◆ Exercise
What you return must be the complete listing, unchanged.

[[ Provided data open ]]

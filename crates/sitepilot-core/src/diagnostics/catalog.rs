//! Ordered catalog of diagnostic stages.

use serde::{Deserialize, Serialize};

/// Builtin diagnostic stages, in execution order.
#[derive(Debug, Clone, Copy, Serialize, Deserialize, PartialEq, Eq, Hash)]
#[serde(rename_all = "snake_case")]
pub enum BuiltinStage {
    /// Endpoint reachable
    Connectivity,

    /// Credentials accepted
    Authentication,

    /// Service-side settings match what the integration expects
    ConfigValidation,

    /// A representative payload can be fetched
    DataFetch,

    /// Payload maps onto the required output fields
    OutputNormalization,
}

impl BuiltinStage {
    pub const ALL: [BuiltinStage; 5] = [
        BuiltinStage::Connectivity,
        BuiltinStage::Authentication,
        BuiltinStage::ConfigValidation,
        BuiltinStage::DataFetch,
        BuiltinStage::OutputNormalization,
    ];

    /// Get the stage identifier.
    pub fn id(&self) -> &'static str {
        match self {
            BuiltinStage::Connectivity => "connectivity",
            BuiltinStage::Authentication => "authentication",
            BuiltinStage::ConfigValidation => "config_validation",
            BuiltinStage::DataFetch => "data_fetch",
            BuiltinStage::OutputNormalization => "output_normalization",
        }
    }

    /// Get the human-readable label.
    pub fn label(&self) -> &'static str {
        match self {
            BuiltinStage::Connectivity => "Connectivity check",
            BuiltinStage::Authentication => "Authentication check",
            BuiltinStage::ConfigValidation => "Configuration validation",
            BuiltinStage::DataFetch => "Data fetch",
            BuiltinStage::OutputNormalization => "Output normalization",
        }
    }
}

impl AsRef<str> for BuiltinStage {
    fn as_ref(&self) -> &str {
        self.id()
    }
}

/// One entry in a [`StageCatalog`].
#[derive(Debug, Clone, PartialEq, Eq, Serialize, Deserialize)]
pub struct StageDefinition {
    pub id: String,
    pub label: String,
}

/// Fixed, ordered list of stages shared by every run of a runner.
#[derive(Debug, Clone, PartialEq, Eq)]
pub struct StageCatalog {
    stages: Vec<StageDefinition>,
}

impl StageCatalog {
    /// The builtin five-stage catalog.
    pub fn standard() -> Self {
        Self {
            stages: BuiltinStage::ALL
                .iter()
                .map(|s| StageDefinition {
                    id: s.id().to_string(),
                    label: s.label().to_string(),
                })
                .collect(),
        }
    }

    /// Append a custom stage after the existing ones.
    ///
    /// Ids already in the catalog are ignored so ordering stays stable.
    pub fn with_custom(mut self, id: impl Into<String>, label: impl Into<String>) -> Self {
        let id = id.into();
        if self.contains(&id) {
            tracing::warn!(stage = %id, "stage already in catalog; ignoring");
            return self;
        }
        self.stages.push(StageDefinition {
            id,
            label: label.into(),
        });
        self
    }

    pub fn index_of(&self, id: &str) -> Option<usize> {
        self.stages.iter().position(|s| s.id == id)
    }

    pub fn contains(&self, id: &str) -> bool {
        self.index_of(id).is_some()
    }

    pub fn get(&self, index: usize) -> Option<&StageDefinition> {
        self.stages.get(index)
    }

    pub fn ids(&self) -> impl Iterator<Item = &str> {
        self.stages.iter().map(|s| s.id.as_str())
    }

    pub fn len(&self) -> usize {
        self.stages.len()
    }

    pub fn is_empty(&self) -> bool {
        self.stages.is_empty()
    }
}

impl Default for StageCatalog {
    fn default() -> Self {
        Self::standard()
    }
}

[[ Provided data closed ]]

◆ Task response
filename crates/sitepilot-core/src/diagnostics/catalog.rs
//! Ordered catalog of diagnostic stages.

use serde::{Deserialize, Serialize};

/// Builtin diagnostic stages, in execution order.
#[derive(Debug, Clone, Copy, Serialize, Deserialize, PartialEq, Eq, Hash)]
#[serde(rename_all = "snake_case")]
pub enum BuiltinStage {
    /// Endpoint reachable
    Connectivity,

    /// Credentials accepted
    Authentication,

    /// Service-side settings match what the integration expects
    ConfigValidation,

    /// A representative payload can be fetched
    DataFetch,

    /// Payload maps onto the required output fields
    OutputNormalization,
}

impl BuiltinStage {
    pub const ALL: [BuiltinStage; 5] = [
        BuiltinStage::Connectivity,
        BuiltinStage::Authentication,
        BuiltinStage::ConfigValidation,
        BuiltinStage::DataFetch,
        BuiltinStage::OutputNormalization,
    ];

    /// Get the stage identifier.
    pub fn id(&self) -> &'static str {
        match self {
            BuiltinStage::Connectivity => "connectivity",
            BuiltinStage::Authentication => "authentication",
            BuiltinStage::ConfigValidation => "config_validation",
            BuiltinStage::DataFetch => "data_fetch",
            BuiltinStage::OutputNormalization => "output_normalization",
        }
    }

    /// Get the human-readable label.
    pub fn label(&self) -> &'static str {
        match self {
            BuiltinStage::Connectivity => "Connectivity check",
            BuiltinStage::Authentication => "Authentication check",
            BuiltinStage::ConfigValidation => "Configuration validation",
            BuiltinStage::DataFetch => "Data fetch",
            BuiltinStage::OutputNormalization => "Output normalization",
        }
    }
}

impl AsRef<str> for BuiltinStage {
    fn as_ref(&self) -> &str {
        self.id()
    }
}

/// One entry in a [`StageCatalog`].
#[derive(Debug, Clone, PartialEq, Eq, Serialize, Deserialize)]
pub struct StageDefinition {
    pub id: String,
    pub label: String,
}

/// Fixed, ordered list of stages shared by every run of a runner.
#[derive(Debug, Clone, PartialEq, Eq)]
pub struct StageCatalog {
    stages: Vec<StageDefinition>,
}

impl StageCatalog {
    /// The builtin five-stage catalog.
    pub fn standard() -> Self {
        Self {
            stages: BuiltinStage::ALL
                .iter()
                .map(|s| StageDefinition {
                    id: s.id().to_string(),
                    label: s.label().to_string(),
                })
                .collect(),
        }
    }

    /// Append a custom stage after the existing ones.
    ///
    /// Ids already in the catalog are ignored so ordering stays stable.
    pub fn with_custom(mut self, id: impl Into<String>, label: impl Into<String>) -> Self {
        let id = id.into();
        if self.contains(&id) {
            tracing::warn!(stage = %id, "stage already in catalog; ignoring");
            return self;
        }
        self.stages.push(StageDefinition {
            id,
            label: label.into(),
        });
        self
    }

    pub fn index_of(&self, id: &str) -> Option<usize> {
        self.stages.iter().position(|s| s.id == id)
    }

    pub fn contains(&self, id: &str) -> bool {
        self.index_of(id).is_some()
    }

    pub fn get(&self, index: usize) -> Option<&StageDefinition> {
        self.stages.get(index)
    }

    pub fn ids(&self) -> impl Iterator<Item = &str> {
        self.stages.iter().map(|s| s.id.as_str())
    }

    pub fn len(&self) -> usize {
        self.stages.len()
    }

    pub fn is_empty(&self) -> bool {
        self.stages.is_empty()
    }
}

impl Default for StageCatalog {
    fn default() -> Self {
        Self::standard()
    }
}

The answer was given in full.